§ **Problem**:
Set all the entries down again, unaltered.

§ **Entries shown**:
use std::sync::Arc;

use approx::assert_relative_eq;
use flashplay_core::glam::{Affine2, Vec2};
use flashplay_core::{parse_stored_document_json, Config, Player, PlayerEvent, Runtime};
use flashplay_test_fixtures::documents;

fn hero_doc() -> Arc<flashplay_core::Document> {
    let json = documents::json("hero").unwrap();
    Arc::new(parse_stored_document_json(&json).unwrap())
}

fn player_with(doc: Arc<flashplay_core::Document>) -> Player {
    let cfg = Config {
        frame_rate: 10.0,
        ..Config::default()
    };
    let mut p = Player::new(cfg.clone(), Runtime::startup(&cfg));
    p.set_document(Some(doc));
    p.flush_pending_process();
    p.drain_events();
    p
}

fn user_events(events: &[PlayerEvent]) -> Vec<&str> {
    events
        .iter()
        .filter_map(|e| match e {
            PlayerEvent::AnimationEvent { name } => Some(name.as_str()),
            _ => None,
        })
        .collect()
}

#[test]
fn looping_advance_by_duration_is_periodic() {
    let mut p = player_with(hero_doc());
    p.set_active_symbol("Hero");
    p.set_looping(true);
    let duration = p.duration("Hero", "");
    for start in [0.0, 2.5, 7.0, 9.5] {
        p.seek_frame(start);
        p.advance(duration / p.frame_rate(), false, true);
        assert_relative_eq!(p.frame(), start, epsilon = 1e-4);
    }
}

#[test]
fn looping_seek_past_end_wraps() {
    let mut p = player_with(hero_doc());
    p.set_active_symbol("Hero");
    p.set_looping(true);
    p.advance(12.0 / p.frame_rate(), true, true);
    assert_relative_eq!(p.frame(), 2.0, epsilon = 1e-4);
    p.flush_pending_process();
    assert_eq!(p.drain_events(), vec![PlayerEvent::AnimationCompleted]);
}

#[test]
fn main_timeline_geometry_is_masked_and_nested() {
    let mut p = player_with(hero_doc());
    let geo = p.geometry();
    // Arm square and eye quad; the mask layer draws nothing.
    assert_eq!(geo.triangle_count(), 4);
    assert_eq!(geo.points[0], Vec2::new(10.0, 20.0));
    assert_eq!(geo.points[4], Vec2::new(40.0, 20.0));
    // One active clip item: group 0, count 1, atlas layers 0 and 1.
    assert_eq!(geo.uvs[0].floor(), Vec2::new(0.0, 256.0));
    assert_eq!(geo.uvs[4].floor(), Vec2::new(0.0, 257.0));
    // Eye bitmap is downscaled 2x in the atlas: far corner maps to (72, 8) px.
    assert_relative_eq!(geo.uvs[6].x.fract() * 2.0, 72.0 / 128.0, epsilon = 1e-5);
    assert_relative_eq!(geo.uvs[6].y.fract() * 2.0, 8.0 / 128.0, epsilon = 1e-5);
    assert_eq!(p.perf().triangles_generated, 4);

    let render = p.extract_render(Affine2::IDENTITY).expect("geometry to draw");
    assert_eq!(render.clip_texture.encoded(), 1);
}

#[test]
fn tween_moves_nested_arm() {
    let mut p = player_with(hero_doc());
    p.seek_frame(2.5);
    assert!(p.flush_pending_process());
    assert_relative_eq!(p.geometry().points[0].x, 15.0, epsilon = 1e-4);
    assert_relative_eq!(p.geometry().points[0].y, 20.0, epsilon = 1e-4);
}

#[test]
fn markers_fire_in_order_and_never_on_seek() {
    let mut p = player_with(hero_doc());
    p.advance(0.5, false, true);
    p.flush_pending_process();
    let events = p.drain_events();
    assert_eq!(user_events(&events), vec!["step_r", "flash"]);

    // Hero wraps from 5 to 0 while the stage moves 5 -> 10.
    p.advance(0.5, false, true);
    p.flush_pending_process();
    assert_eq!(user_events(&p.drain_events()), vec!["step_l"]);

    p.advance(0.5, true, true);
    p.flush_pending_process();
    assert!(user_events(&p.drain_events()).is_empty());
}

#[test]
fn completion_is_deferred_to_flush() {
    let mut p = player_with(hero_doc());
    p.set_playing(true);
    p.tick(3.0);
    assert!(p.drain_events().is_empty(), "setters and ticks never emit");
    assert!(p.has_pending_process());
    p.flush_pending_process();
    let events = p.drain_events();
    assert_eq!(events.first(), Some(&PlayerEvent::AnimationCompleted));
    assert!(p.frame() < 20.0);
}

#[test]
fn paused_player_does_not_move() {
    let mut p = player_with(hero_doc());
    p.tick(1.0);
    assert_eq!(p.frame(), 0.0);
    assert!(!p.has_pending_process());
}

#[test]
fn players_share_one_document() {
    let doc = hero_doc();
    let mut a = player_with(Arc::clone(&doc));
    let mut b = player_with(Arc::clone(&doc));
    a.set_variant("mood", Some("angry"));
    a.flush_pending_process();
    b.flush_pending_process();
    assert_eq!(a.variant("mood"), "angry");
    assert_eq!(b.variant("mood"), "[default]");
    assert_ne!(a.geometry().points[4], b.geometry().points[4]);
    assert_eq!(Arc::strong_count(&doc), 3);
}

#[test]
fn missing_atlas_draws_nothing() {
    let doc = parse_stored_document_json(
        r#"{ "symbols": [{ "token": "S", "duration": 1, "layers": [{ "frames": [{ "start": 0, "elements": [
            { "type": "shape", "texture": { "x": 0, "y": 0, "w": 4, "h": 4 },
              "polygons": [[[0, 0], [4, 0], [4, 4]]] }
        ]}]}]}] }"#,
    )
    .unwrap();
    let mut p = player_with(Arc::new(doc));
    assert!(p.geometry().is_empty());
    assert!(p.material_params().is_none());
    assert!(p.extract_render(Affine2::IDENTITY).is_none());
}

#[test]
fn clearing_the_document_notifies() {
    let mut p = player_with(hero_doc());
    p.set_document(None);
    p.flush_pending_process();
    assert_eq!(p.drain_events(), vec![PlayerEvent::DocumentChanged]);
    assert!(p.geometry().is_empty());
    assert!(p.list_symbols().is_empty());
}

#[test]
fn symbol_and_clip_queries() {
    let p = player_with(hero_doc());
    assert_eq!(p.list_symbols(), vec!["Stage", "Hero"]);
    assert_eq!(p.list_clips("Hero"), vec!["idle", "walk"]);
    assert_eq!(p.list_clip_tracks(), vec!["body"]);
    assert_eq!(p.list_clips_for_track("body"), vec!["walk", "idle"]);
    assert_eq!(p.list_variants(), vec!["mood"]);
    assert_eq!(p.variant_options("mood"), vec!["[default]", "happy", "angry"]);
    assert!(p.variant_options("nope").is_empty());
}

§ **Exercise result**:
use std::sync::Arc;

use approx::assert_relative_eq;
use flashplay_core::glam::{Affine2, Vec2};
use flashplay_core::{parse_stored_document_json, Config, Player, PlayerEvent, Runtime};
use flashplay_test_fixtures::documents;

fn hero_doc() -> Arc<flashplay_core::Document> {
    let json = documents::json("hero").unwrap();
    Arc::new(parse_stored_document_json(&json).unwrap())
}

fn player_with(doc: Arc<flashplay_core::Document>) -> Player {
    let cfg = Config {
        frame_rate: 10.0,
        ..Config::default()
    };
    let mut p = Player::new(cfg.clone(), Runtime::startup(&cfg));
    p.set_document(Some(doc));
    p.flush_pending_process();
    p.drain_events();
    p
}

fn user_events(events: &[PlayerEvent]) -> Vec<&str> {
    events
        .iter()
        .filter_map(|e| match e {
            PlayerEvent::AnimationEvent { name } => Some(name.as_str()),
            _ => None,
        })
        .collect()
}

#[test]
fn looping_advance_by_duration_is_periodic() {
    let mut p = player_with(hero_doc());
    p.set_active_symbol("Hero");
    p.set_looping(true);
    let duration = p.duration("Hero", "");
    for start in [0.0, 2.5, 7.0, 9.5] {
        p.seek_frame(start);
        p.advance(duration / p.frame_rate(), false, true);
        assert_relative_eq!(p.frame(), start, epsilon = 1e-4);
    }
}

#[test]
fn looping_seek_past_end_wraps() {
    let mut p = player_with(hero_doc());
    p.set_active_symbol("Hero");
    p.set_looping(true);
    p.advance(12.0 / p.frame_rate(), true, true);
    assert_relative_eq!(p.frame(), 2.0, epsilon = 1e-4);
    p.flush_pending_process();
    assert_eq!(p.drain_events(), vec![PlayerEvent::AnimationCompleted]);
}

#[test]
fn main_timeline_geometry_is_masked_and_nested() {
    let mut p = player_with(hero_doc());
    let geo = p.geometry();
    // Arm square and eye quad; the mask layer draws nothing.
    assert_eq!(geo.triangle_count(), 4);
    assert_eq!(geo.points[0], Vec2::new(10.0, 20.0));
    assert_eq!(geo.points[4], Vec2::new(40.0, 20.0));
    // One active clip item: group 0, count 1, atlas layers 0 and 1.
    assert_eq!(geo.uvs[0].floor(), Vec2::new(0.0, 256.0));
    assert_eq!(geo.uvs[4].floor(), Vec2::new(0.0, 257.0));
    // Eye bitmap is downscaled 2x in the atlas: far corner maps to (72, 8) px.
    assert_relative_eq!(geo.uvs[6].x.fract() * 2.0, 72.0 / 128.0, epsilon = 1e-5);
    assert_relative_eq!(geo.uvs[6].y.fract() * 2.0, 8.0 / 128.0, epsilon = 1e-5);
    assert_eq!(p.perf().triangles_generated, 4);

    let render = p.extract_render(Affine2::IDENTITY).expect("geometry to draw");
    assert_eq!(render.clip_texture.encoded(), 1);
}

#[test]
fn tween_moves_nested_arm() {
    let mut p = player_with(hero_doc());
    p.seek_frame(2.5);
    assert!(p.flush_pending_process());
    assert_relative_eq!(p.geometry().points[0].x, 15.0, epsilon = 1e-4);
    assert_relative_eq!(p.geometry().points[0].y, 20.0, epsilon = 1e-4);
}

#[test]
fn markers_fire_in_order_and_never_on_seek() {
    let mut p = player_with(hero_doc());
    p.advance(0.5, false, true);
    p.flush_pending_process();
    let events = p.drain_events();
    assert_eq!(user_events(&events), vec!["step_r", "flash"]);

    // Hero wraps from 5 to 0 while the stage moves 5 -> 10.
    p.advance(0.5, false, true);
    p.flush_pending_process();
    assert_eq!(user_events(&p.drain_events()), vec!["step_l"]);

    p.advance(0.5, true, true);
    p.flush_pending_process();
    assert!(user_events(&p.drain_events()).is_empty());
}

#[test]
fn completion_is_deferred_to_flush() {
    let mut p = player_with(hero_doc());
    p.set_playing(true);
    p.tick(3.0);
    assert!(p.drain_events().is_empty(), "setters and ticks never emit");
    assert!(p.has_pending_process());
    p.flush_pending_process();
    let events = p.drain_events();
    assert_eq!(events.first(), Some(&PlayerEvent::AnimationCompleted));
    assert!(p.frame() < 20.0);
}

#[test]
fn paused_player_does_not_move() {
    let mut p = player_with(hero_doc());
    p.tick(1.0);
    assert_eq!(p.frame(), 0.0);
    assert!(!p.has_pending_process());
}

#[test]
fn players_share_one_document() {
    let doc = hero_doc();
    let mut a = player_with(Arc::clone(&doc));
    let mut b = player_with(Arc::clone(&doc));
    a.set_variant("mood", Some("angry"));
    a.flush_pending_process();
    b.flush_pending_process();
    assert_eq!(a.variant("mood"), "angry");
    assert_eq!(b.variant("mood"), "[default]");
    assert_ne!(a.geometry().points[4], b.geometry().points[4]);
    assert_eq!(Arc::strong_count(&doc), 3);
}

#[test]
fn missing_atlas_draws_nothing() {
    let doc = parse_stored_document_json(
        r#"{ "symbols": [{ "token": "S", "duration": 1, "layers": [{ "frames": [{ "start": 0, "elements": [
            { "type": "shape", "texture": { "x": 0, "y": 0, "w": 4, "h": 4 },
              "polygons": [[[0, 0], [4, 0], [4, 4]]] }
        ]}]}]}] }"#,
    )
    .unwrap();
    let mut p = player_with(Arc::new(doc));
    assert!(p.geometry().is_empty());
    assert!(p.material_params().is_none());
    assert!(p.extract_render(Affine2::IDENTITY).is_none());
}

#[test]
fn clearing_the_document_notifies() {
    let mut p = player_with(hero_doc());
    p.set_document(None);
    p.flush_pending_process();
    assert_eq!(p.drain_events(), vec![PlayerEvent::DocumentChanged]);
    assert!(p.geometry().is_empty());
    assert!(p.list_symbols().is_empty());
}

#[test]
fn symbol_and_clip_queries() {
    let p = player_with(hero_doc());
    assert_eq!(p.list_symbols(), vec!["Stage", "Hero"]);
    assert_eq!(p.list_clips("Hero"), vec!["idle", "walk"]);
    assert_eq!(p.list_clip_tracks(), vec!["body"]);
    assert_eq!(p.list_clips_for_track("body"), vec!["walk", "idle"]);
    assert_eq!(p.list_variants(), vec!["mood"]);
    assert_eq!(p.variant_options("mood"), vec!["[default]", "happy", "angry"]);
    assert!(p.variant_options("nope").is_empty());
}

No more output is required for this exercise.